Introdução
“(...)
foi esquartejado e seu corpo, queimado no local. Ao lado da cova havia
sinais de uma fogueira e uma pedra com marcas de machadadas. ‘O corpo
estava totalmente cortado. Os ossos estão muito fragmentados. Houve um
sacrifício brutal’(...) (MORAIS, 2005)”
A
descrição acima poderia facilmente ser relacionada a uma cena do século
XVII. Em Vigiar e Punir, de Michel Foucault, por exemplo, podem ser
encontrados inúmeros suplícios do mesmo tipo. O que a torna um tanto
surpreendente, porém, é sua atualidade: trata-se de uma ‘punição’
sofrida pelo jornalista Tim Lopes após ter sido descoberto pelo
traficante Elias Maluco enquanto realizava uma investigação na favela
Vila Cruzeiro, Zona Norte do Rio de Janeiro.
Práticas
como essas vêm se mostrando comuns em favelas cariocas. Na região da
Grota, por exemplo, onde foi encontrada a ossada do jornalista, funcionava
uma espécie de cemitério, onde inimigos do Tráfico eram torturados até
a morte. Uma característica importante desse tipo de prática merece atenção:
ela é conhecida pela comunidade. E ainda, pode ser utilizada também
contra membros comunitários quando considerado necessário por algum
traficante de influência.
As
implicações deste fato, no entanto, podem não ser tão claras quanto
parecem a princípio. Qual é o objetivo, por exemplo, de um traficante
quando suplicia o corpo de um inimigo de forma declarada para determinada
comunidade? Seria uma simples demonstração de força? Um ato que
comprove sua indiferença com relação às autoridades do asfalto? Ou,
ainda, uma distração despretensiosa proporcionada pelo Poder
incondicional?
Este
trabalho tem por objetivo, partindo do levantamento dos suplícios e suas
implicações sociológicas realizado por Foucault na primeira parte de Vigiar
e Punir, buscar relações entre os suplícios cometidos nas favelas
do Rio de Janeiro e os praticados nos séculos XVII e XVIII na Europa.
Para
isso, será tomado como paradigma o recente caso do ônibus 350,
incendiado no dia 29 de Novembro de 2005, no qual parte do grupo que
cometeu o crime foi assassinada, por traficantes do Comando Vermelho, em
represália ao que foi definido por alguns veículos de comunicação como
Terrorismo.
A
primeira parte deste artigo busca definir o suplício, passando, em
seguida, para as relações estabelecidas entre o povo, que exercia com
fervor o seu direito de participação nas cerimônias do gênero no
passado, o governante absoluto e o ato violento propriamente dito.

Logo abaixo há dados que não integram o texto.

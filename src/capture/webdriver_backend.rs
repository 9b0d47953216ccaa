//! WebDriver browser driver
//!
//! This module implements [`BrowserDriver`] on top of a W3C WebDriver session
//! (chromedriver, geckodriver, Selenium grid) through the `fantoccini`
//! client. Scrolling and measuring use the default JavaScript-backed trait
//! methods; this backend only supplies script execution, screenshots,
//! navigation and frame switching.
//!
//! # Examples
//!
//! ```rust,ignore
//! use webshot::capture::{BrowserDriver, WebDriverBackend};
//!
//! #[tokio::main]
//! async fn main() -> anyhow::Result<()> {
//!     let driver = WebDriverBackend::connect("http://localhost:4444").await?;
//!     driver.navigate("https://example.com").await?;
//!     let shot = driver.capture_viewport().await?;
//!     println!("{}x{}", shot.width(), shot.height());
//!     Ok(())
//! }
//! ```

use async_trait::async_trait;
use fantoccini::{Client, ClientBuilder, Locator, error::CmdError};
use serde_json::{Map, Value};
use tracing::{debug, info};

use super::{BrowserDriver, raw_image::RawImage};
use crate::error::{CaptureError, CaptureResult};

/// Browser driver backed by a remote WebDriver session
#[derive(Debug, Clone)]
pub struct WebDriverBackend {
    client:   Client,
    endpoint: String,
}

impl WebDriverBackend {
    /// Opens a new session on the WebDriver server at `endpoint`
    ///
    /// # Errors
    ///
    /// Returns [`CaptureError::DriverUnavailable`] if the server cannot be
    /// reached or refuses the session.
    pub async fn connect(endpoint: &str) -> CaptureResult<Self> {
        Self::connect_with_capabilities(endpoint, Map::new()).await
    }

    /// Opens a new session requesting the given W3C capabilities
    pub async fn connect_with_capabilities(
        endpoint: &str,
        capabilities: Map<String, Value>,
    ) -> CaptureResult<Self> {
        debug!(endpoint, "connecting to WebDriver");

        let client = ClientBuilder::native()
            .capabilities(capabilities)
            .connect(endpoint)
            .await
            .map_err(|e| CaptureError::DriverUnavailable {
                reason: format!("cannot open a session at {endpoint}: {e}"),
            })?;

        info!(endpoint, "WebDriver session opened");
        Ok(Self::from_client(client, endpoint))
    }

    /// Wraps an existing session
    pub fn from_client(client: Client, endpoint: impl Into<String>) -> Self {
        Self {
            client,
            endpoint: endpoint.into(),
        }
    }

    /// Endpoint of the WebDriver server
    pub fn endpoint(&self) -> &str {
        &self.endpoint
    }

    /// Ends the WebDriver session
    pub async fn close(self) -> CaptureResult<()> {
        self.client.close().await.map_err(unavailable)
    }
}

fn unavailable(error: CmdError) -> CaptureError {
    CaptureError::DriverUnavailable {
        reason: error.to_string(),
    }
}

#[async_trait]
impl BrowserDriver for WebDriverBackend {
    fn name(&self) -> &str {
        "webdriver"
    }

    async fn evaluate_script(&self, script: &str, args: Vec<Value>) -> CaptureResult<Value> {
        self.client
            .execute(script, args)
            .await
            .map_err(|error| match error {
                CmdError::Standard(e) => CaptureError::ScriptFailed {
                    reason: e.to_string(),
                },
                other => unavailable(other),
            })
    }

    async fn capture_viewport(&self) -> CaptureResult<RawImage> {
        let png = self.client.screenshot().await.map_err(unavailable)?;
        RawImage::from_png_bytes(&png)
    }

    async fn navigate(&self, url: &str) -> CaptureResult<()> {
        self.client.goto(url).await.map_err(unavailable)
    }

    async fn current_url(&self) -> CaptureResult<String> {
        let url = self.client.current_url().await.map_err(unavailable)?;
        Ok(url.to_string())
    }

    async fn enter_frame(&self, selector: &str) -> CaptureResult<()> {
        let not_found = || CaptureError::FrameNotFound {
            selector: selector.to_string(),
        };

        let frame = self
            .client
            .find(Locator::Css(selector))
            .await
            .map_err(|e| if e.is_no_such_element() { not_found() } else { unavailable(e) })?;

        frame
            .enter_frame()
            .await
            .map(|_| ())
            .map_err(|e| if e.is_no_such_element() { not_found() } else { unavailable(e) })
    }

    async fn exit_frame(&self) -> CaptureResult<()> {
        self.client
            .enter_parent_frame()
            .await
            .map(|_| ())
            .map_err(unavailable)
    }
}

Segue-se, então, para o caso do ônibus 350, buscando explicações para
o ato dos traficantes quando assassinam os responsáveis pelo incêndio e
sua implicação social, principalmente no que diz respeito às
comunidades dominadas pelas facções. Por último, procura-se estabelecer
relações entre os suplícios cometidos nos séculos XVII e XVIII e o
atual.
I
O
Dicionário Barsa da Língua Portuguesa define suplício como: “1. Grave
punição corporal imposta por sentença judicial. 2. Sofrimento físico
ou psicológico imposto a alguém como forma de punição, intimidação,
coerção ou ainda para extrair confissões ou obter informações;
tortura. 3. Pena de morte. 4. Execução dessa pena.”(2004, p. 993).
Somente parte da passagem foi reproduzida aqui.